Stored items
########

//! Vault manager - Main integration layer
//!
//! Coordinates between config, the ownership ledger, the content store,
//! and the access layer.

use crate::access::{AccessError, GameAccessService};
use crate::config::{ConfigError, GlobalConfig};
use crate::registry::{GameLedger, RegistryError};
use crate::storage::file_system::{FileSystemError, VaultPaths};
use crate::storage::models::{GameToken, PublishedGame, TransferRecord};
use crate::storage::{ContentStore, ContentStoreError, FsContentStore};
use crate::types::{AccountAddress, TokenId};

/// Errors that can occur in the vault manager
#[derive(Debug, thiserror::Error)]
pub enum ManagerError {
    #[error("Config error: {0}")]
    Config(#[from] ConfigError),

    #[error("File system error: {0}")]
    FileSystem(#[from] FileSystemError),

    #[error("Registry error: {0}")]
    Registry(#[from] RegistryError),

    #[error(transparent)]
    Access(#[from] AccessError),

    #[error("Content store error: {0}")]
    ContentStore(#[from] ContentStoreError),

    #[error("Token {0} has no sealed locator")]
    NotSealed(TokenId),

    #[error("Cannot transfer token {0} to its current owner")]
    SelfTransfer(TokenId),
}

/// Main vault manager
///
/// Owns the ledger and the content store. Every access decision goes
/// through [`GameAccessService`] with a live ledger lookup.
pub struct VaultManager<S: ContentStore = FsContentStore> {
    ledger: GameLedger,
    store: S,
}

impl VaultManager<FsContentStore> {
    /// Open the ledger and content store described by `config`
    pub fn new(config: &GlobalConfig) -> Result<Self, ManagerError> {
        let paths = VaultPaths::resolve(config)?;

        log::debug!("Data directory: {}", paths.data_dir.display());

        let ledger = GameLedger::open(&paths.ledger_path)?;
        let store = FsContentStore::open(&paths.content_dir, config.storage.verify_on_retrieve)?;

        Ok(Self { ledger, store })
    }
}

impl<S: ContentStore> VaultManager<S> {
    /// Assemble a manager from existing parts
    pub fn from_parts(ledger: GameLedger, store: S) -> Self {
        Self { ledger, store }
    }

    pub fn ledger(&self) -> &GameLedger {
        &self.ledger
    }

    pub fn store(&self) -> &S {
        &self.store
    }

    fn access(&self) -> GameAccessService<&GameLedger> {
        GameAccessService::new(&self.ledger)
    }

    /// Publish a game: store content, seal the locator, mint the token
    ///
    /// The envelope is sealed for `owner` before the mint and written with
    /// the token row, so a failed mint leaves no unsealed token behind.
    /// Stored content is addressed by its hash and is safe to leave in place.
    ///
    /// # Arguments
    ///
    /// * `owner` - Account receiving the minted token
    /// * `title` - Display title
    /// * `metadata_uri` - Public metadata URI (part of the fingerprint)
    /// * `content` - Game bytes
    pub async fn publish_game(
        &mut self,
        owner: &AccountAddress,
        title: &str,
        metadata_uri: &str,
        content: &[u8],
    ) -> Result<PublishedGame, ManagerError> {
        let locator = self.store.store(content)?;
        let envelope = self
            .access()
            .seal_for_new_holder(metadata_uri, owner, &locator)
            .await?;
        let token = self.ledger.mint_sealed(owner, title, metadata_uri, &envelope)?;

        log::info!("✓ Published '{}' as token #{}", title, token.token_id);

        Ok(PublishedGame {
            token,
            content_size: content.len() as u64,
        })
    }

    fn sealed_locator(&self, token_id: TokenId) -> Result<crate::access::EncryptedEnvelope, ManagerError> {
        self.ledger
            .token(token_id)?
            .encrypted_locator
            .ok_or(ManagerError::NotSealed(token_id))
    }

    /// Decrypt the storage locator of a token for `requester`
    ///
    /// Non-holders are denied before the token's seal state is consulted,
    /// so they cannot tell a sealed token from an unsealed one.
    pub async fn reveal_locator(
        &self,
        token_id: TokenId,
        requester: &AccountAddress,
    ) -> Result<String, ManagerError> {
        if !self.access().validate_access(token_id, requester).await? {
            log::warn!("Access denied for token #{}", token_id);
            return Err(AccessError::AuthenticationFailed.into());
        }

        let envelope = self.sealed_locator(token_id)?;
        Ok(self.access().open_locator(token_id, requester, &envelope).await?)
    }

    /// Download game content as `requester`
    ///
    /// Ownership is verified against the ledger immediately before the
    /// locator is decrypted.
    pub async fn download_game(
        &self,
        token_id: TokenId,
        requester: &AccountAddress,
    ) -> Result<Vec<u8>, ManagerError> {
        let locator = self.reveal_locator(token_id, requester).await?;
        let content = self.store.retrieve(&locator)?;

        log::info!("✓ Downloaded token #{} ({} bytes)", token_id, content.len());

        Ok(content)
    }

    /// Transfer a game to a new owner and re-seal its locator
    ///
    /// The locator is opened as `from` first, which proves both current
    /// ownership and a readable envelope. It is then sealed for `to`, and
    /// the ownership change and new envelope are committed together: if
    /// the write fails, `from` keeps the token and its working envelope.
    pub async fn transfer_game(
        &mut self,
        token_id: TokenId,
        from: &AccountAddress,
        to: &AccountAddress,
    ) -> Result<TransferRecord, ManagerError> {
        if from == to {
            return Err(ManagerError::SelfTransfer(token_id));
        }

        let locator = self.reveal_locator(token_id, from).await?;
        let envelope = self
            .access()
            .seal_for_transfer(token_id, from, to, &locator)
            .await?;
        let record = self.ledger.transfer_sealed(token_id, from, to, &envelope)?;

        log::info!("✓ Re-sealed token #{} for {}", token_id, to);

        Ok(record)
    }

    /// Games currently held by `owner`
    pub fn owned_games(&self, owner: &AccountAddress) -> Result<Vec<GameToken>, ManagerError> {
        Ok(self.ledger.tokens_of_owner(owner)?)
    }

    /// Whether `requester` currently holds `token_id`
    pub async fn has_access(
        &self,
        token_id: TokenId,
        requester: &AccountAddress,
    ) -> Result<bool, ManagerError> {
        Ok(self.access().validate_access(token_id, requester).await?)
    }
}
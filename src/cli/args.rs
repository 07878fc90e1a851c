//! CLI argument definitions using clap

use clap::{Parser, Subcommand};

use crate::types::{AccountAddress, OutputFormat, TokenId};

#[derive(Parser, Debug)]
#[command(
    name = "gamevault",
    version,
    about = "Gamevault - NFT-gated game distribution vault",
    long_about = None
)]
pub struct Cli {
    /// Custom data directory for the ledger and content store
    #[arg(long, global = true)]
    pub data_dir: Option<String>,

    /// Ownership ledger database path (overrides config)
    #[arg(long, global = true)]
    pub ledger_path: Option<String>,

    /// Content store directory (overrides config)
    #[arg(long, global = true)]
    pub content_dir: Option<String>,

    #[command(subcommand)]
    pub command: Commands,
}

#[derive(Subcommand, Debug)]
pub enum Commands {
    /// Initialize or inspect configuration
    Config {
        #[command(subcommand)]
        action: ConfigAction,
    },

    /// Store a game, mint its ownership token, and seal its locator
    Publish {
        /// Account that receives the minted token
        #[arg(short, long)]
        owner: AccountAddress,

        /// Game file to publish
        #[arg(short, long)]
        file: String,

        /// Display title (defaults to the file name)
        #[arg(short, long)]
        title: Option<String>,

        /// Public metadata URI (defaults to gamevault://<title>)
        #[arg(short, long)]
        metadata_uri: Option<String>,
    },

    /// Download a game as its current owner
    Download {
        /// Game token id
        #[arg(short, long)]
        token: TokenId,

        /// Requesting account
        #[arg(short, long)]
        requester: AccountAddress,

        /// Where to write the game file
        #[arg(short, long)]
        output: String,
    },

    /// Print the decrypted storage locator of a game
    Locator {
        /// Game token id
        #[arg(short, long)]
        token: TokenId,

        /// Requesting account
        #[arg(short, long)]
        requester: AccountAddress,
    },

    /// Transfer a game to another account
    Transfer {
        /// Game token id
        #[arg(short, long)]
        token: TokenId,

        /// Current owner
        #[arg(short, long)]
        from: AccountAddress,

        /// New owner
        #[arg(long)]
        to: AccountAddress,
    },

    /// List games held by an account
    List {
        /// Owner account
        #[arg(short, long)]
        owner: AccountAddress,

        /// Output format: table, json
        #[arg(long, default_value = "table")]
        format: OutputFormat,
    },

    /// Check whether an account currently holds a game
    Access {
        /// Game token id
        #[arg(short, long)]
        token: TokenId,

        /// Requesting account
        #[arg(short, long)]
        requester: AccountAddress,
    },
}

#[derive(Subcommand, Debug)]
pub enum ConfigAction {
    /// Initialize configuration file with defaults
    Init,

    /// Show the effective configuration and resolved paths
    Show,
}
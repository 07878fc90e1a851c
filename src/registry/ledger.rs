//! SQLite-backed game ownership ledger
//!
//! Local stand-in for the `GameOwnership` contract: mints game tokens,
//! tracks owners, enumerates tokens per owner, transfers ownership, and
//! stores the encrypted storage locator of each token.

use std::path::Path;

use chrono::{DateTime, Utc};
use rusqlite::types::Type;
use rusqlite::{params, Connection, OptionalExtension, Row};

use super::{OwnershipRegistry, RegistryError};
use crate::access::EncryptedEnvelope;
use crate::storage::models::{GameToken, TransferRecord};
use crate::types::{AccountAddress, TokenId};

const TOKEN_COLUMNS: &str =
    "token_id, owner, title, metadata_uri, encrypted_locator, minted_at";

/// Game ownership ledger
pub struct GameLedger {
    conn: Connection,
}

impl GameLedger {
    /// Open (or create) a ledger database at `path`
    pub fn open<P: AsRef<Path>>(path: P) -> Result<Self, RegistryError> {
        let path = path.as_ref();
        if let Some(parent) = path.parent() {
            std::fs::create_dir_all(parent)?;
        }

        log::info!("Opening ownership ledger: {}", path.display());

        let conn = Connection::open(path)?;
        Self::init_schema(&conn)?;

        Ok(Self { conn })
    }

    /// Create a throwaway in-memory ledger
    pub fn in_memory() -> Result<Self, RegistryError> {
        let conn = Connection::open_in_memory()?;
        Self::init_schema(&conn)?;
        Ok(Self { conn })
    }

    fn init_schema(conn: &Connection) -> Result<(), RegistryError> {
        conn.execute(
            "CREATE TABLE IF NOT EXISTS games (
                token_id INTEGER PRIMARY KEY AUTOINCREMENT,
                owner TEXT NOT NULL,
                title TEXT NOT NULL,
                metadata_uri TEXT NOT NULL,
                encrypted_locator TEXT,
                minted_at INTEGER NOT NULL
            )",
            [],
        )?;

        conn.execute(
            "CREATE INDEX IF NOT EXISTS idx_games_owner ON games(owner)",
            [],
        )?;

        conn.execute(
            "CREATE TABLE IF NOT EXISTS transfers (
                id INTEGER PRIMARY KEY AUTOINCREMENT,
                token_id INTEGER NOT NULL REFERENCES games(token_id),
                from_address TEXT NOT NULL,
                to_address TEXT NOT NULL,
                transferred_at INTEGER NOT NULL
            )",
            [],
        )?;

        conn.execute(
            "CREATE INDEX IF NOT EXISTS idx_transfers_token ON transfers(token_id)",
            [],
        )?;

        log::debug!("✓ Ledger schema initialized");

        Ok(())
    }

    /// Mint a new game token to `owner` without a locator
    ///
    /// Token ids are assigned sequentially starting at 1.
    pub fn mint(
        &mut self,
        owner: &AccountAddress,
        title: &str,
        metadata_uri: &str,
    ) -> Result<GameToken, RegistryError> {
        self.insert_game(owner, title, metadata_uri, None)
    }

    /// Mint a new game token to `owner` together with its sealed locator
    ///
    /// The row and the envelope are written in one statement: either the
    /// token exists sealed, or it does not exist at all.
    pub fn mint_sealed(
        &mut self,
        owner: &AccountAddress,
        title: &str,
        metadata_uri: &str,
        envelope: &EncryptedEnvelope,
    ) -> Result<GameToken, RegistryError> {
        self.insert_game(owner, title, metadata_uri, Some(envelope))
    }

    fn insert_game(
        &mut self,
        owner: &AccountAddress,
        title: &str,
        metadata_uri: &str,
        envelope: Option<&EncryptedEnvelope>,
    ) -> Result<GameToken, RegistryError> {
        let minted_at = Utc::now();

        let tx = self.conn.transaction()?;
        tx.execute(
            "INSERT INTO games (owner, title, metadata_uri, encrypted_locator, minted_at)
             VALUES (?1, ?2, ?3, ?4, ?5)",
            params![
                owner.as_str(),
                title,
                metadata_uri,
                envelope.map(EncryptedEnvelope::as_str),
                minted_at.timestamp()
            ],
        )?;
        let row_id = tx.last_insert_rowid();
        tx.commit()?;

        let token_id = TokenId::try_from(row_id)
            .map_err(|_| RegistryError::InvalidData(format!("negative token id {}", row_id)))?;

        log::info!("Minted game token #{} to {}", token_id, owner);

        self.token(token_id)
    }

    /// Load a token record
    pub fn token(&self, token_id: TokenId) -> Result<GameToken, RegistryError> {
        let query = format!("SELECT {} FROM games WHERE token_id = ?1", TOKEN_COLUMNS);
        self.conn
            .query_row(&query, params![sql_id(token_id)?], token_from_row)
            .optional()?
            .ok_or(RegistryError::TokenNotFound(token_id))
    }

    /// Current owner of a token
    pub fn owner_of(&self, token_id: TokenId) -> Result<AccountAddress, RegistryError> {
        Ok(self.token(token_id)?.owner)
    }

    /// Number of tokens held by `owner`
    pub fn balance_of(&self, owner: &AccountAddress) -> Result<u64, RegistryError> {
        let count: i64 = self.conn.query_row(
            "SELECT COUNT(*) FROM games WHERE owner = ?1",
            params![owner.as_str()],
            |row| row.get(0),
        )?;
        Ok(count as u64)
    }

    /// Token id at `index` in `owner`'s holdings (ordered by token id)
    pub fn token_of_owner_by_index(
        &self,
        owner: &AccountAddress,
        index: u64,
    ) -> Result<TokenId, RegistryError> {
        let offset = i64::try_from(index).unwrap_or(i64::MAX);
        let token_id: Option<i64> = self
            .conn
            .query_row(
                "SELECT token_id FROM games WHERE owner = ?1 ORDER BY token_id LIMIT 1 OFFSET ?2",
                params![owner.as_str(), offset],
                |row| row.get(0),
            )
            .optional()?;

        match token_id {
            Some(id) => Ok(id as TokenId),
            None => Err(RegistryError::IndexOutOfBounds {
                owner: owner.clone(),
                index,
                balance: self.balance_of(owner)?,
            }),
        }
    }

    /// All tokens held by `owner`, ordered by token id
    pub fn tokens_of_owner(&self, owner: &AccountAddress) -> Result<Vec<GameToken>, RegistryError> {
        let query = format!(
            "SELECT {} FROM games WHERE owner = ?1 ORDER BY token_id",
            TOKEN_COLUMNS
        );
        let mut stmt = self.conn.prepare(&query)?;
        let tokens = stmt.query_map(params![owner.as_str()], token_from_row)?;

        let result: Result<Vec<_>, _> = tokens.collect();
        Ok(result?)
    }

    /// Transfer a token from `from` to `to`, leaving it unsealed
    ///
    /// `from` must be the current owner. The stored envelope is cleared: it
    /// was sealed for the previous owner and can no longer be opened.
    pub fn transfer(
        &mut self,
        token_id: TokenId,
        from: &AccountAddress,
        to: &AccountAddress,
    ) -> Result<TransferRecord, RegistryError> {
        self.transfer_inner(token_id, from, to, None)
    }

    /// Transfer a token and install the envelope sealed for `to`
    ///
    /// Ownership check, owner change, history row, and envelope are one
    /// transaction, so a failed write leaves the previous owner and the
    /// previous envelope in place.
    pub fn transfer_sealed(
        &mut self,
        token_id: TokenId,
        from: &AccountAddress,
        to: &AccountAddress,
        envelope: &EncryptedEnvelope,
    ) -> Result<TransferRecord, RegistryError> {
        self.transfer_inner(token_id, from, to, Some(envelope))
    }

    fn transfer_inner(
        &mut self,
        token_id: TokenId,
        from: &AccountAddress,
        to: &AccountAddress,
        envelope: Option<&EncryptedEnvelope>,
    ) -> Result<TransferRecord, RegistryError> {
        let id = sql_id(token_id)?;
        let transferred_at = Utc::now();

        let tx = self.conn.transaction()?;

        let owner: Option<String> = tx
            .query_row(
                "SELECT owner FROM games WHERE token_id = ?1",
                params![id],
                |row| row.get(0),
            )
            .optional()?;
        match owner {
            None => return Err(RegistryError::TokenNotFound(token_id)),
            Some(owner) if owner != from.as_str() => {
                return Err(RegistryError::NotOwner {
                    token_id,
                    address: from.clone(),
                })
            }
            Some(_) => {}
        }

        tx.execute(
            "UPDATE games SET owner = ?1, encrypted_locator = ?2 WHERE token_id = ?3",
            params![to.as_str(), envelope.map(EncryptedEnvelope::as_str), id],
        )?;
        tx.execute(
            "INSERT INTO transfers (token_id, from_address, to_address, transferred_at)
             VALUES (?1, ?2, ?3, ?4)",
            params![id, from.as_str(), to.as_str(), transferred_at.timestamp()],
        )?;
        tx.commit()?;

        log::info!("Transferred game token #{} from {} to {}", token_id, from, to);

        Ok(TransferRecord {
            token_id,
            from: from.clone(),
            to: to.clone(),
            transferred_at,
        })
    }

    /// Ownership history of a token, oldest first
    pub fn transfer_history(&self, token_id: TokenId) -> Result<Vec<TransferRecord>, RegistryError> {
        let mut stmt = self.conn.prepare(
            "SELECT token_id, from_address, to_address, transferred_at
             FROM transfers WHERE token_id = ?1 ORDER BY id",
        )?;
        let records = stmt.query_map(params![sql_id(token_id)?], |row| {
            Ok(TransferRecord {
                token_id: row.get::<_, i64>(0)? as TokenId,
                from: address_column(row, 1)?,
                to: address_column(row, 2)?,
                transferred_at: timestamp_column(row, 3)?,
            })
        })?;

        let result: Result<Vec<_>, _> = records.collect();
        Ok(result?)
    }
}

impl OwnershipRegistry for GameLedger {
    async fn token_metadata(&self, token_id: TokenId) -> Result<String, RegistryError> {
        Ok(self.token(token_id)?.metadata_uri)
    }

    /// 1 if `address` currently owns the token, 0 otherwise
    async fn ownership_proof(
        &self,
        token_id: TokenId,
        address: &AccountAddress,
    ) -> Result<u64, RegistryError> {
        let owner = self.owner_of(token_id)?;
        Ok(u64::from(&owner == address))
    }
}

fn sql_id(token_id: TokenId) -> Result<i64, RegistryError> {
    i64::try_from(token_id).map_err(|_| RegistryError::TokenNotFound(token_id))
}

fn timestamp_column(row: &Row<'_>, idx: usize) -> rusqlite::Result<DateTime<Utc>> {
    let secs: i64 = row.get(idx)?;
    DateTime::from_timestamp(secs, 0).ok_or_else(|| {
        rusqlite::Error::FromSqlConversionFailure(
            idx,
            Type::Integer,
            format!("timestamp out of range: {}", secs).into(),
        )
    })
}

fn address_column(row: &Row<'_>, idx: usize) -> rusqlite::Result<AccountAddress> {
    row.get::<_, String>(idx)?
        .parse()
        .map_err(|e| rusqlite::Error::FromSqlConversionFailure(idx, Type::Text, Box::new(e)))
}

fn token_from_row(row: &Row<'_>) -> rusqlite::Result<GameToken> {
    Ok(GameToken {
        token_id: row.get::<_, i64>(0)? as TokenId,
        owner: address_column(row, 1)?,
        title: row.get(2)?,
        metadata_uri: row.get(3)?,
        encrypted_locator: row
            .get::<_, Option<String>>(4)?
            .map(EncryptedEnvelope::from_encoded),
        minted_at: timestamp_column(row, 5)?,
    })
}
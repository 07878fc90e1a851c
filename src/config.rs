//! Configuration types for gamevault
//!
//! Manages global configuration: data directory, ownership ledger, and
//! content store settings.

use serde::{Deserialize, Serialize};
use std::path::{Path, PathBuf};

/// Global vault configuration
#[derive(Debug, Clone, Serialize, Deserialize)]
pub struct GlobalConfig {
    pub registry: RegistryConfig,
    pub storage: StorageConfig,
    /// Optional custom data directory (ledger and content live here by default)
    pub data_dir: Option<String>,
}

/// Ownership registry configuration
#[derive(Debug, Clone, Serialize, Deserialize)]
pub struct RegistryConfig {
    /// Name of the ownership contract the ledger stands in for
    pub contract_name: String,
    /// Optional custom ledger database path (default: `<data_dir>/ledger.db`)
    pub ledger_path: Option<String>,
}

/// Content store configuration
#[derive(Debug, Clone, Serialize, Deserialize)]
pub struct StorageConfig {
    /// Optional custom content directory (default: `<data_dir>/content`)
    pub content_dir: Option<String>,
    /// Re-hash content on retrieval and reject mismatches
    pub verify_on_retrieve: bool,
}

impl Default for GlobalConfig {
    fn default() -> Self {
        Self {
            registry: RegistryConfig {
                contract_name: "GameOwnership".to_string(),
                ledger_path: None,
            },
            storage: StorageConfig {
                content_dir: None,
                verify_on_retrieve: true,
            },
            data_dir: None,
        }
    }
}

/// Configuration error types
#[derive(Debug, thiserror::Error)]
pub enum ConfigError {
    #[error("IO error: {0}")]
    Io(#[from] std::io::Error),

    #[error("Serialization error: {0}")]
    Serialization(#[from] serde_json::Error),

    #[error("Invalid configuration: {0}")]
    Invalid(String),

    #[error("Config directory not found")]
    DirectoryNotFound,
}

/// Configuration overrides from CLI arguments or environment variables
#[derive(Debug, Default, Clone)]
pub struct ConfigOverrides {
    pub data_dir: Option<String>,
    pub ledger_path: Option<String>,
    pub content_dir: Option<String>,
}

impl ConfigOverrides {
    /// Create empty overrides
    pub fn new() -> Self {
        Self::default()
    }

    /// Create overrides from environment variables
    pub fn from_env() -> Self {
        Self {
            data_dir: std::env::var("GAMEVAULT_DATA_DIR").ok(),
            ledger_path: std::env::var("GAMEVAULT_LEDGER_PATH").ok(),
            content_dir: std::env::var("GAMEVAULT_CONTENT_DIR").ok(),
        }
    }

    /// Merge with another set of overrides (other takes precedence)
    pub fn merge(mut self, other: Self) -> Self {
        if other.data_dir.is_some() {
            self.data_dir = other.data_dir;
        }
        if other.ledger_path.is_some() {
            self.ledger_path = other.ledger_path;
        }
        if other.content_dir.is_some() {
            self.content_dir = other.content_dir;
        }
        self
    }
}

/// Get the default configuration directory path
///
/// Returns: `~/.gamevault/`
pub fn default_config_dir() -> Result<PathBuf, ConfigError> {
    dirs::home_dir()
        .map(|home| home.join(".gamevault"))
        .ok_or(ConfigError::DirectoryNotFound)
}

/// Get the default configuration file path
///
/// Returns: `~/.gamevault/config.json`
pub fn default_config_path() -> Result<PathBuf, ConfigError> {
    Ok(default_config_dir()?.join("config.json"))
}

/// Load configuration from file with overrides
///
/// # Priority (highest to lowest):
/// 1. CLI overrides (passed as argument)
/// 2. Environment variables
/// 3. Config file
/// 4. Defaults
///
/// # Example
///
/// ```ignore
/// use gamevault::config::{load_config, ConfigOverrides};
///
/// let mut cli_overrides = ConfigOverrides::new();
/// cli_overrides.data_dir = Some("/tmp/vault".to_string());
///
/// let config = load_config(None, cli_overrides)?;
/// ```
pub fn load_config(
    config_path: Option<&Path>,
    cli_overrides: ConfigOverrides,
) -> Result<GlobalConfig, ConfigError> {
    let path = match config_path {
        Some(p) => p.to_path_buf(),
        None => default_config_path()?,
    };

    let mut config = if path.exists() {
        let contents = std::fs::read_to_string(&path)?;
        serde_json::from_str(&contents)?
    } else {
        GlobalConfig::default()
    };

    let overrides = ConfigOverrides::from_env().merge(cli_overrides);
    apply_overrides(&mut config, overrides);

    if config.registry.contract_name.trim().is_empty() {
        return Err(ConfigError::Invalid(
            "registry.contract_name must not be empty".to_string(),
        ));
    }

    Ok(config)
}

/// Save configuration to file
///
/// Creates parent directories if they don't exist.
pub fn save_config(config: &GlobalConfig, config_path: Option<&Path>) -> Result<(), ConfigError> {
    let path = match config_path {
        Some(p) => p.to_path_buf(),
        None => default_config_path()?,
    };

    if let Some(parent) = path.parent() {
        std::fs::create_dir_all(parent)?;
    }

    let json = serde_json::to_string_pretty(config)?;
    std::fs::write(&path, json)?;

    Ok(())
}

/// Apply configuration overrides (internal helper)
fn apply_overrides(config: &mut GlobalConfig, overrides: ConfigOverrides) {
    if let Some(data_dir) = overrides.data_dir {
        config.data_dir = Some(data_dir);
    }
    if let Some(ledger_path) = overrides.ledger_path {
        config.registry.ledger_path = Some(ledger_path);
    }
    if let Some(content_dir) = overrides.content_dir {
        config.storage.content_dir = Some(content_dir);
    }
}
//! Gamevault CLI
//!
//! Command-line interface for publishing and downloading NFT-gated games

use clap::Parser;
use gamevault::cli::args::{Cli, Commands, ConfigAction};
use gamevault::cli::commands;
use gamevault::config::ConfigOverrides;
use std::process;

fn main() {
    dotenv::dotenv().ok();
    env_logger::Builder::from_env(env_logger::Env::default().default_filter_or("warn")).init();

    let cli = Cli::parse();

    // Build config overrides from global arguments
    let overrides = ConfigOverrides {
        data_dir: cli.data_dir.clone(),
        ledger_path: cli.ledger_path.clone(),
        content_dir: cli.content_dir.clone(),
    };

    let rt = match tokio::runtime::Builder::new_current_thread()
        .enable_all()
        .build()
    {
        Ok(rt) => rt,
        Err(e) => {
            eprintln!("Error: Failed to create async runtime: {}", e);
            process::exit(1);
        }
    };

    let result: Result<(), Box<dyn std::error::Error>> = match cli.command {
        Commands::Config { action } => match action {
            ConfigAction::Init => commands::config::init().map_err(Into::into),
            ConfigAction::Show => commands::config::show(overrides).map_err(Into::into),
        },

        Commands::Publish {
            owner,
            file,
            title,
            metadata_uri,
        } => rt
            .block_on(commands::game::publish(
                &owner,
                &file,
                title.as_deref(),
                metadata_uri.as_deref(),
                &overrides,
            ))
            .map(|_| ())
            .map_err(Into::into),

        Commands::Download {
            token,
            requester,
            output,
        } => rt
            .block_on(commands::game::download(token, &requester, &output, &overrides))
            .map_err(Into::into),

        Commands::Locator { token, requester } => rt
            .block_on(commands::game::locator(token, &requester, &overrides))
            .map(|_| ())
            .map_err(Into::into),

        Commands::Transfer { token, from, to } => rt
            .block_on(commands::game::transfer(token, &from, &to, &overrides))
            .map_err(Into::into),

        Commands::List { owner, format } => {
            commands::game::list(&owner, format, &overrides).map_err(Into::into)
        }

        Commands::Access { token, requester } => {
            match rt.block_on(commands::game::access(token, &requester, &overrides)) {
                Ok(true) => Ok(()),
                Ok(false) => process::exit(2),
                Err(e) => Err(e.into()),
            }
        }
    };

    if let Err(e) = result {
        eprintln!("Error: {}", e);
        process::exit(1);
    }
}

########

> EXERCISE BRIEF
Please return all lines from the records that hold the word "usize".

> RESULT FOR THIS TASK
fn timestamp_column(row: &Row<'_>, idx: usize) -> rusqlite::Result<DateTime<Utc>> {
fn address_column(row: &Row<'_>, idx: usize) -> rusqlite::Result<AccountAddress> {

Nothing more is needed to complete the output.